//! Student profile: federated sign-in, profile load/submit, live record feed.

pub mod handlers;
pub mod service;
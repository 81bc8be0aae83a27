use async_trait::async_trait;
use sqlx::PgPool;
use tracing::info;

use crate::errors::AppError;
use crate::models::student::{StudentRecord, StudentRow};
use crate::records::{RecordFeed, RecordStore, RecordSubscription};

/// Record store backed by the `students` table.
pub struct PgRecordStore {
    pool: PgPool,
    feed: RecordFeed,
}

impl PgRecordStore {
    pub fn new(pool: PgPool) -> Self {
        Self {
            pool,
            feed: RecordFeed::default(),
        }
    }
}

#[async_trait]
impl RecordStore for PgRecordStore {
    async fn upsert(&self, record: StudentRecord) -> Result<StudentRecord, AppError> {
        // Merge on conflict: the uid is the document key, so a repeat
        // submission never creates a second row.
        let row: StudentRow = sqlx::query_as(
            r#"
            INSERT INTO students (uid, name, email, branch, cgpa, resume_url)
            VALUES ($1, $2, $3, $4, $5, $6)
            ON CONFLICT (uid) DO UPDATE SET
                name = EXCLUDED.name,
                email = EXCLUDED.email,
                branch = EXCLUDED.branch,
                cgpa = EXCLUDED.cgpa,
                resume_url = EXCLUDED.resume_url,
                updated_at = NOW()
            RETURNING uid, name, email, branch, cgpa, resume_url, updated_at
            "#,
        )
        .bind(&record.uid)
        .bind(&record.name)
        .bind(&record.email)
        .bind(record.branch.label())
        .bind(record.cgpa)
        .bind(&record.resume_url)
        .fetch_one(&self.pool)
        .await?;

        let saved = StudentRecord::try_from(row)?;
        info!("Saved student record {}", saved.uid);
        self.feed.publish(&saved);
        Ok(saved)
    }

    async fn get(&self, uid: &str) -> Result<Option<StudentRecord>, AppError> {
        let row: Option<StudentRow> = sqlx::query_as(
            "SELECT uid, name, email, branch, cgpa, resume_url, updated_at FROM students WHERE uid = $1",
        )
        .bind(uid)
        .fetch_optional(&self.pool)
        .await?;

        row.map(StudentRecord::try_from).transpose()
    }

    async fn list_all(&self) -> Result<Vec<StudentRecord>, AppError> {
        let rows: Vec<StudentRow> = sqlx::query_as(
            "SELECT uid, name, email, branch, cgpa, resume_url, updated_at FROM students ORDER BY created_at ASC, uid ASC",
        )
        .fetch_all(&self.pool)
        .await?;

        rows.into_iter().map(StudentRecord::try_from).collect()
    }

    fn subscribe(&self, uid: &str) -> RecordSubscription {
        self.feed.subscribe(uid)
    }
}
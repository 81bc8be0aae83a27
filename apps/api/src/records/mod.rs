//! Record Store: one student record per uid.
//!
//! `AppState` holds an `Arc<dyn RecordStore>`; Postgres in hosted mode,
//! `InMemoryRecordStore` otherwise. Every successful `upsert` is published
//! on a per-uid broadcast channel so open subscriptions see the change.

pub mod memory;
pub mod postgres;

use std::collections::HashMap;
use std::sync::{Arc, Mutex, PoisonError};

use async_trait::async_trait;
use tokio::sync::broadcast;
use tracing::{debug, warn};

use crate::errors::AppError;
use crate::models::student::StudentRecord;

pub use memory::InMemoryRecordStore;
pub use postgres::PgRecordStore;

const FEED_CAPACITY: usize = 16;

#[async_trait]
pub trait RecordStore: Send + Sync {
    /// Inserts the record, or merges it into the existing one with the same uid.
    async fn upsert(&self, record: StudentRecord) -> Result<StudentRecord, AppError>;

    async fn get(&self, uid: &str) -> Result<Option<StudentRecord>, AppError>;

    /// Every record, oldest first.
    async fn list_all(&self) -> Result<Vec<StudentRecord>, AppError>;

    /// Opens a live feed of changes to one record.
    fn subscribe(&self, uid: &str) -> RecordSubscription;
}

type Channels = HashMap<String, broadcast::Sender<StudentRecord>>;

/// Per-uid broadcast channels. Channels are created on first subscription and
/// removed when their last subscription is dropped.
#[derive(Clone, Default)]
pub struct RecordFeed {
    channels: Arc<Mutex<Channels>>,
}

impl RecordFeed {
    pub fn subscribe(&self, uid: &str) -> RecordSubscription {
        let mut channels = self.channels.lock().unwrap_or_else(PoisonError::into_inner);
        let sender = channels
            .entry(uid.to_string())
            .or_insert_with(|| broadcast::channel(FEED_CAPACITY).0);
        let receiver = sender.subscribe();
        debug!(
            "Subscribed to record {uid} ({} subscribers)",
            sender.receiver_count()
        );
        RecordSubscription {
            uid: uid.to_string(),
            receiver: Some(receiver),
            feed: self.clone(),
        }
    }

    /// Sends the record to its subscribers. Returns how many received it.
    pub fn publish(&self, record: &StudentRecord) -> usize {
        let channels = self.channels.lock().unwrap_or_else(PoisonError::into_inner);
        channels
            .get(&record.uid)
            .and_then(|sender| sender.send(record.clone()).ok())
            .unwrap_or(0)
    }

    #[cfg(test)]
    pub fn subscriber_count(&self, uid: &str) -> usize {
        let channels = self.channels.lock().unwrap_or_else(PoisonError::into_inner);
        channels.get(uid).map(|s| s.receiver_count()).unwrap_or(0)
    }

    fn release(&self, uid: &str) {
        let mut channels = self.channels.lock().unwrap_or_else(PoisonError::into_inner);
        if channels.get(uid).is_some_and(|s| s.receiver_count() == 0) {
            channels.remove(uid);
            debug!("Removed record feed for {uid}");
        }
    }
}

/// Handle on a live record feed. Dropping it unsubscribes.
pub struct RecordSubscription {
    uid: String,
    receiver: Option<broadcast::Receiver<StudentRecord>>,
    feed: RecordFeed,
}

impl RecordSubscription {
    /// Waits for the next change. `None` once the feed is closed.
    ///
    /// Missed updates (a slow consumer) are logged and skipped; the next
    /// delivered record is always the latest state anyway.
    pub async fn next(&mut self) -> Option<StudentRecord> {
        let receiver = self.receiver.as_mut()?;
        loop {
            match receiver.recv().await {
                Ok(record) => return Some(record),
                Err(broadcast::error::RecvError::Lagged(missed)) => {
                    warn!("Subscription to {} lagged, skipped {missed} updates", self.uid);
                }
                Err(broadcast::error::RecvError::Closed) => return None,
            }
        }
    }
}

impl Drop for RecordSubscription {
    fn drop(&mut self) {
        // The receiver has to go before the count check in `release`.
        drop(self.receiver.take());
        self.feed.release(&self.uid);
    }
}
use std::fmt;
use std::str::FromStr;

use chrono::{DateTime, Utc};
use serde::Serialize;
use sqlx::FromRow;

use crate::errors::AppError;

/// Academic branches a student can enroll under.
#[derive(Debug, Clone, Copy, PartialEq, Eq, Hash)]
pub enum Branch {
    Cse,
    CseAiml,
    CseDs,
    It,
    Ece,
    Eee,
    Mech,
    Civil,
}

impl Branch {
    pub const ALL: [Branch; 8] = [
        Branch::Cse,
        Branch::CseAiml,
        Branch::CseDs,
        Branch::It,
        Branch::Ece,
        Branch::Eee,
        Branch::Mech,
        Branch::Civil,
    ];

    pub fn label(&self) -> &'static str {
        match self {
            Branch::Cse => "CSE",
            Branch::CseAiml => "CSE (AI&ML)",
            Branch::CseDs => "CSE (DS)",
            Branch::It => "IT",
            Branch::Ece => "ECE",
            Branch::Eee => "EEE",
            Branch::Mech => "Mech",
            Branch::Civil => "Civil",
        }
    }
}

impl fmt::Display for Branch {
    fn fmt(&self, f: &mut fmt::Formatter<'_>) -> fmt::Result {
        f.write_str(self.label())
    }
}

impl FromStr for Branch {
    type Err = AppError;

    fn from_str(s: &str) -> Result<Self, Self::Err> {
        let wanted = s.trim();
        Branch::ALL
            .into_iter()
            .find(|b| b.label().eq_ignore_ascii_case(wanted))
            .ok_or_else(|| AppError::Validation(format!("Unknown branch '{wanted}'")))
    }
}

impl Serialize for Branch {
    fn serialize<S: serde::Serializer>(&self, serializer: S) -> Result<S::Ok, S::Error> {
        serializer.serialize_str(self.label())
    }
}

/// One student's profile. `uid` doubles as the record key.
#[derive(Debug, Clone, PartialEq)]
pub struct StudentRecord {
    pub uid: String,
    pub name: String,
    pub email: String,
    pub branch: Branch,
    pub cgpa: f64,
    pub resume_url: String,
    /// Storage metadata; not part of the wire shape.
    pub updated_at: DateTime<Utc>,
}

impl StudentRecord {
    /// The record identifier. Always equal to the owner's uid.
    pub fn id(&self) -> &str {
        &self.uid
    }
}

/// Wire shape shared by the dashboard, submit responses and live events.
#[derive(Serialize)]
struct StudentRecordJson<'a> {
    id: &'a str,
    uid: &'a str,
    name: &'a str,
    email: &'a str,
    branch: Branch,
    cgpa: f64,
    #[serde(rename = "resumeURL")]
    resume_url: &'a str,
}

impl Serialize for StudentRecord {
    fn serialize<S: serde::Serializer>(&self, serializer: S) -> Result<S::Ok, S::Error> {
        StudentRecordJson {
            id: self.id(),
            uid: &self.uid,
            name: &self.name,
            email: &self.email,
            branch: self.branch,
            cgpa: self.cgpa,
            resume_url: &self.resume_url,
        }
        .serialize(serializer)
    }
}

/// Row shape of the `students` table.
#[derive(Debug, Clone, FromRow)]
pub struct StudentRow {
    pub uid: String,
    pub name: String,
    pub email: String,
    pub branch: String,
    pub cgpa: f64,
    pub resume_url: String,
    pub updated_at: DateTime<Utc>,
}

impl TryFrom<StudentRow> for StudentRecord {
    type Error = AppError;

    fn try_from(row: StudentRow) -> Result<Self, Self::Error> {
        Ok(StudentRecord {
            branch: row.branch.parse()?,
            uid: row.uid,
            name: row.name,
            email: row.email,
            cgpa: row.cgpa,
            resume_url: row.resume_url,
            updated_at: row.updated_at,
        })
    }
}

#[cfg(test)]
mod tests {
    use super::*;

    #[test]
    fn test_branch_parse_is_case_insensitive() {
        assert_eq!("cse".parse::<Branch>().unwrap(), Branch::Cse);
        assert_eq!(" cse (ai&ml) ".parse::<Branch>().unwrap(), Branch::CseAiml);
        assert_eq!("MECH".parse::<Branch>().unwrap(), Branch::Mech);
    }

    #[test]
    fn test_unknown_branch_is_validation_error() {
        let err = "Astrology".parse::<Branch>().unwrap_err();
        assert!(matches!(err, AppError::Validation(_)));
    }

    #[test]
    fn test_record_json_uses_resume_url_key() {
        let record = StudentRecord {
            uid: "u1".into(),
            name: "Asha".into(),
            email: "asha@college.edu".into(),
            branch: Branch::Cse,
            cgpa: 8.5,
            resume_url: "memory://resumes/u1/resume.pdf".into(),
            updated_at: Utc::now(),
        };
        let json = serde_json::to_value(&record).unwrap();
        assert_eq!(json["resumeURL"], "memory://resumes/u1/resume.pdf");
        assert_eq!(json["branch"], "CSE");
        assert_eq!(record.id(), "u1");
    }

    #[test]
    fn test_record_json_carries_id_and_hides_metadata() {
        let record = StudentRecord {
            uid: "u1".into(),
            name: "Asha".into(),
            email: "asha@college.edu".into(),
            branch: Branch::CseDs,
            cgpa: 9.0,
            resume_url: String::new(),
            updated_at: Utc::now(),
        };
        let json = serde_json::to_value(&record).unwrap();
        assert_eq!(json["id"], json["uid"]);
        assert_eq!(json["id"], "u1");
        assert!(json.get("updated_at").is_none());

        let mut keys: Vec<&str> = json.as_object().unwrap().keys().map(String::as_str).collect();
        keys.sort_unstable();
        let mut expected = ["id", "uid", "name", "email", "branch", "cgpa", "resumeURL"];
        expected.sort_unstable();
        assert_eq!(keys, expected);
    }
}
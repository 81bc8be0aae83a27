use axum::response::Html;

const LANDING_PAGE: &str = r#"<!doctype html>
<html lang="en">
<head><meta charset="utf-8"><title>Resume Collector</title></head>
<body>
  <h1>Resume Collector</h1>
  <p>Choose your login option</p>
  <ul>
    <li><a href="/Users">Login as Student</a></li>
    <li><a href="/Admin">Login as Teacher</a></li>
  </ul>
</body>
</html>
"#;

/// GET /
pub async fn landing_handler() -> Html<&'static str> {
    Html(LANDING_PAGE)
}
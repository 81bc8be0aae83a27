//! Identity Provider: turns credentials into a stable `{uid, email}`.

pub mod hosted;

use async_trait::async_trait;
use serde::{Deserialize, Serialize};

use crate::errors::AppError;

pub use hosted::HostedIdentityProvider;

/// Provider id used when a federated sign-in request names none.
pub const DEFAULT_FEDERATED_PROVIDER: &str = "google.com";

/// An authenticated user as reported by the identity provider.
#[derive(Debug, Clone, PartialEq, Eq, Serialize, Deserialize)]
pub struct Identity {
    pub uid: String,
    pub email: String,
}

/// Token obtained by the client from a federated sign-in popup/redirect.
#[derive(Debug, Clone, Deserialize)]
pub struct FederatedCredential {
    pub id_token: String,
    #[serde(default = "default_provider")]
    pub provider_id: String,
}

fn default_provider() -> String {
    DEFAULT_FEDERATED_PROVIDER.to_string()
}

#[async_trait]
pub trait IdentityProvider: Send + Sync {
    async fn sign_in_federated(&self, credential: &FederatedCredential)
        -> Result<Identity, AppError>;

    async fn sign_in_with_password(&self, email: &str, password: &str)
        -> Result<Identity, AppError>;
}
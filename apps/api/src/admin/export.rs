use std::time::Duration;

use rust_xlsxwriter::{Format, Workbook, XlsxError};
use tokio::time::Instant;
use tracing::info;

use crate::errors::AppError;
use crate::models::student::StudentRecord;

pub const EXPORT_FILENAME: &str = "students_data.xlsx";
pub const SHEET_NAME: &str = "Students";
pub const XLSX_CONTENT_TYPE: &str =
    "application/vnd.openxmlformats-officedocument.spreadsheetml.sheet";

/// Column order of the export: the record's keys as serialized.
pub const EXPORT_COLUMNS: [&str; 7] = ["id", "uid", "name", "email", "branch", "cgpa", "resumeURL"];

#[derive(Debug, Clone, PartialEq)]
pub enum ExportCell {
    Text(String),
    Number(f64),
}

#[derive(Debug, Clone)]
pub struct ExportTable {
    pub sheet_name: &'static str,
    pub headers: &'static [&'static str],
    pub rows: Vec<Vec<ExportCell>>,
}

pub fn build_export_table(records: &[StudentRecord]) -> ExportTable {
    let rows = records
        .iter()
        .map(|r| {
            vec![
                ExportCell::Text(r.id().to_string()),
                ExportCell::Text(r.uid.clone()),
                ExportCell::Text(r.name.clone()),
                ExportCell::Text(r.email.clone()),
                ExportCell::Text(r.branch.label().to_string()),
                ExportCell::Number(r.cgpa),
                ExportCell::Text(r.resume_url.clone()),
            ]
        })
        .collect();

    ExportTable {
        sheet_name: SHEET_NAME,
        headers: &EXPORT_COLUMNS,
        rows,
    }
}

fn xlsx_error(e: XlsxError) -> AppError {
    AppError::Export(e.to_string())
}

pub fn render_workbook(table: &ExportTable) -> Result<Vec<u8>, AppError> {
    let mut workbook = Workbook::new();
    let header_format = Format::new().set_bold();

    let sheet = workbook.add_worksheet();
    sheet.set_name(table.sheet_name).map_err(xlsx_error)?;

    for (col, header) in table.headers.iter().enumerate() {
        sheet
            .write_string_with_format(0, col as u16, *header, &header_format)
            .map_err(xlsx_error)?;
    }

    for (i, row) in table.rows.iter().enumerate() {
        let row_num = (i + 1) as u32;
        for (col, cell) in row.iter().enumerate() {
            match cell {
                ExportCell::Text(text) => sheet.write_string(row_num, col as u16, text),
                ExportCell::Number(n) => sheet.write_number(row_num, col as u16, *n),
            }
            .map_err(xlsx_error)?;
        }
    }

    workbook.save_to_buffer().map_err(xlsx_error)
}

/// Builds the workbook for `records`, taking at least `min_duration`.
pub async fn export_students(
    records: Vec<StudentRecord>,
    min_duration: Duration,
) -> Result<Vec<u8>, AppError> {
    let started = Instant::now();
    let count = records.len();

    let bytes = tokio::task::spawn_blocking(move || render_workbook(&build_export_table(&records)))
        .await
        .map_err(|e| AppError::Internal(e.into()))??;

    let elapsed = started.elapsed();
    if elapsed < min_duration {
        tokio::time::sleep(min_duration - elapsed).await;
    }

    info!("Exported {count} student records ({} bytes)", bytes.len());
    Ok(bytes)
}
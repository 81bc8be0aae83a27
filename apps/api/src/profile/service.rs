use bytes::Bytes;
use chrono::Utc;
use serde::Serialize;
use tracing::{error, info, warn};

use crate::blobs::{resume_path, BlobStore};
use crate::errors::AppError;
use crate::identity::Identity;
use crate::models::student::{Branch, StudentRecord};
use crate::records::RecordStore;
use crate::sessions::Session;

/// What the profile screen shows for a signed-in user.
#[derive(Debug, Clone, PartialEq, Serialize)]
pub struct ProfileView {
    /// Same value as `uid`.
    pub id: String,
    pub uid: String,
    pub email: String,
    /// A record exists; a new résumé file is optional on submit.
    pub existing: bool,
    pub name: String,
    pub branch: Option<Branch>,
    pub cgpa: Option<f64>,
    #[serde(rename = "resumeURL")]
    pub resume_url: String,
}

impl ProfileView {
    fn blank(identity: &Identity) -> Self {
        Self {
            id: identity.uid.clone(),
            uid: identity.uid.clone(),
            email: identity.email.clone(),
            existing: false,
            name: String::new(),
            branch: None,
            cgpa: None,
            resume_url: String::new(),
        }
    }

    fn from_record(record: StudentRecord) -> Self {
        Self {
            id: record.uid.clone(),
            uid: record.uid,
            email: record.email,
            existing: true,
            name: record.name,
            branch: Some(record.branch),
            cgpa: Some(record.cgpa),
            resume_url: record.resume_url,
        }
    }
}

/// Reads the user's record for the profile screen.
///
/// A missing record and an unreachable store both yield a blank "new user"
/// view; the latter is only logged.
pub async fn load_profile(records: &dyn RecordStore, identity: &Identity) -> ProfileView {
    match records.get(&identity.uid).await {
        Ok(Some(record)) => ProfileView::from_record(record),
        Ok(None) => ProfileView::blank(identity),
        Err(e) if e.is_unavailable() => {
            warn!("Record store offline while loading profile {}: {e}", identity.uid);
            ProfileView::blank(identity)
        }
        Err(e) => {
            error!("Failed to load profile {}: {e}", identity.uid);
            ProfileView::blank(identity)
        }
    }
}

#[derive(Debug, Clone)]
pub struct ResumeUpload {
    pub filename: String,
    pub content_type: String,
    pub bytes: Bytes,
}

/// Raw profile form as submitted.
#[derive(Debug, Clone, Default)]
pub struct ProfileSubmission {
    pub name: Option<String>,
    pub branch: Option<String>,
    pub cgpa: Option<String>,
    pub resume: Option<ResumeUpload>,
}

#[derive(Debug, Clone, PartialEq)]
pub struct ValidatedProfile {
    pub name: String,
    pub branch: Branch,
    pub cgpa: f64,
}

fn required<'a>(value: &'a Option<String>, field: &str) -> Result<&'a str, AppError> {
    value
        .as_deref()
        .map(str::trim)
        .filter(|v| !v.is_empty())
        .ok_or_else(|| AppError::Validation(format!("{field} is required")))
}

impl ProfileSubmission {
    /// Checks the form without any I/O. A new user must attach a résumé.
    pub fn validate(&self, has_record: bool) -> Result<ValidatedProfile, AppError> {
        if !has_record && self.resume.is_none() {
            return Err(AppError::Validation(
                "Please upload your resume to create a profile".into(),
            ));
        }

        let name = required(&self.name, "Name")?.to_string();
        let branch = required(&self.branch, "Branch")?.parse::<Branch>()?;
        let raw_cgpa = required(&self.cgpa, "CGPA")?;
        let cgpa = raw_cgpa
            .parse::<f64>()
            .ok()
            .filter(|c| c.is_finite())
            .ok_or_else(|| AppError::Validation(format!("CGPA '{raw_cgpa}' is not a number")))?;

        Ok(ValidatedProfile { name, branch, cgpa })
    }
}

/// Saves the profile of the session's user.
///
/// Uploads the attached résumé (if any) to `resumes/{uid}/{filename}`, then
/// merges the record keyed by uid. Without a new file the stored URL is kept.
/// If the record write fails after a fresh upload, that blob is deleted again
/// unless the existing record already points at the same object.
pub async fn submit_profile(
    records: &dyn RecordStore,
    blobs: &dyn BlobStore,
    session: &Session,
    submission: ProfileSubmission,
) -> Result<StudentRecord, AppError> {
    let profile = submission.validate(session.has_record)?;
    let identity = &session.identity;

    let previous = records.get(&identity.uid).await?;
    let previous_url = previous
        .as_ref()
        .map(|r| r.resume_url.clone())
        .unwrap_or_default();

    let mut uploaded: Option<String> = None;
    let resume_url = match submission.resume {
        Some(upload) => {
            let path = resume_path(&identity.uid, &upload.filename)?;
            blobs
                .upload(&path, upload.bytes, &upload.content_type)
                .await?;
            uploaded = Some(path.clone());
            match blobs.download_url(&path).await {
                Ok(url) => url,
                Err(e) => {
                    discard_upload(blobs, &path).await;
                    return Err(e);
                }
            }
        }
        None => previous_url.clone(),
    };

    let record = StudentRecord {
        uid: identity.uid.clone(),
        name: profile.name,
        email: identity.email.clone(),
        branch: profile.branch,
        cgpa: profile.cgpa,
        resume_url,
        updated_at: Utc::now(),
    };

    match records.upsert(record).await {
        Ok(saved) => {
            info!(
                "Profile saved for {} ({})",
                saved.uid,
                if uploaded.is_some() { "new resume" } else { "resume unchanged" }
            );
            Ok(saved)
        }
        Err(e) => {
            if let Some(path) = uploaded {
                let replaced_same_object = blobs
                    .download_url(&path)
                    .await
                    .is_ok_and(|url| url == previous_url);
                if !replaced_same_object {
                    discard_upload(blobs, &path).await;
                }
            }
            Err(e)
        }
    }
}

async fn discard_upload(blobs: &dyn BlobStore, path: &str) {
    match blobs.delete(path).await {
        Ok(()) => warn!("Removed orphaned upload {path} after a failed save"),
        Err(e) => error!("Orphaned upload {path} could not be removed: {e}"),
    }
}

*Work instructions*:
Every line with "started" in it should be copied from the entries.

*Solution to this task*:
    let started = Instant::now();
    let elapsed = started.elapsed();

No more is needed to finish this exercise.